Exactly Chesshirecat !!! Closed openings work well at times ,but not always,since he doent have the 'feel' of the positions that may arise in different variations that he maynot have studied.But he can be at home in any open positions at a given time. Fischer also stuck to his 1.e4 in 1992,coming back after a 20 year gap. And look at Adams, he still plays 1.e4 with good results, so is Dominguez,Karjakin ,Caruana,Leko etc. Play 1.d4 against specific opponents to avoid some lines, or if you feel his/her repertoire is too tight against 1.e4 or loose against 1.d4. But primarily,you must stick to a style you are familiar with from childhood.

See Gelfand, he still stick to his 1.d4, but lost his match with Karpov in 1994, mainly because he switched1.e4 for surprise value and although he was super well prepared in Advance caro kann short system, he couldn't solve the problems or create new problems for Karpov back then. And we all know what happened to Kramniks performence when he temporarily switched to 1.e4 between 2002 to 2005

cdorf1977's picture

looking forward to seeing Anand vs Carlsen Wch match

Anonymous's picture

How many years will it take for someone to take Carlsen 1 spot ? SCARRY

Anonymous's picture

What a bore.

webbimio's picture

A match-tournament with Carlsen, Kramnik, Aronian, Anand to determine the WC would be interesting! Like that in 1948...

Anonymous's picture

i don't agree. I do like the format of two players playing 12/14/ or more matches to decide who is the world champion

RealityCheck's picture

@Webbimio No. Absolutely not! We have a brilliant WCh and a legitimate cycle in which to determine his challenger. You want the crown, dethrone 5ive times WCh Vishwanathan Anand.

Winning side-shows for the masses don't cut the mustard.

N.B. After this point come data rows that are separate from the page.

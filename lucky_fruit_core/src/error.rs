use crate::symbols::SLOTS;

#[derive(thiserror::Error, Debug, Clone, PartialEq, Eq)]
pub enum EngineError {
    #[error("insufficient funds: wager {needed} exceeds balance {available}")]
    InsufficientFunds { needed: u64, available: u64 },
    #[error("incomplete selection: {populated}/{slots} slots populated", slots = SLOTS)]
    IncompleteSelection { populated: usize },
    #[error("wager must be positive")]
    InvalidWager,
    #[error("slot position {0} out of range (0..{slots})", slots = SLOTS)]
    SlotOutOfRange(usize),
    #[error("unknown symbol id: {0}")]
    UnknownSymbol(String),
}

pub type EngineResult<T> = Result<T, EngineError>;

#[derive(thiserror::Error, Debug)]
pub enum ConfigError {
    #[error("failed to read config: {0}")]
    Io(#[from] std::io::Error),
    #[error("failed to parse config: {0}")]
    Parse(#[from] serde_json::Error),
    #[error("invalid config: {0}")]
    Invalid(String),
}

#[cfg(test)]
mod tests {
    use super::*;

    #[test]
    fn test_messages() {
        assert_eq!(
            EngineError::SlotOutOfRange(9).to_string(),
            "slot position 9 out of range (0..8)"
        );
        assert_eq!(
            EngineError::IncompleteSelection { populated: 3 }.to_string(),
            "incomplete selection: 3/8 slots populated"
        );
    }
}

Round robin tournaments were used to determine the WCh in the past to get us out of a crisis. f.e. Alehkine's sudden death, Fischer's chicken feces default, and Kasparov's sleazy break from FIDE.

webbimio's picture

Yes, you're probably right. The problem is that I will be disappointed when one of the first three players will be cut off from the cycle :)

Anonymous's picture

@ webbimio I feel you! They're all noteworthy challengers. The bright side, there's only a healthy two year wait before the next world championship.

sab's picture

"Winning side-shows for the masses don't cut the mustard."

You are the man. :D

redivivo's picture

The TWIC annotations are as often slightly weird at some places, for example they give Polgar's 32. ... Nxe5 a question mark while all engines see it as the clearly strongest move.

Harry's picture

The commentary videos produced by Macauley Peterson are just really wonderful!!!!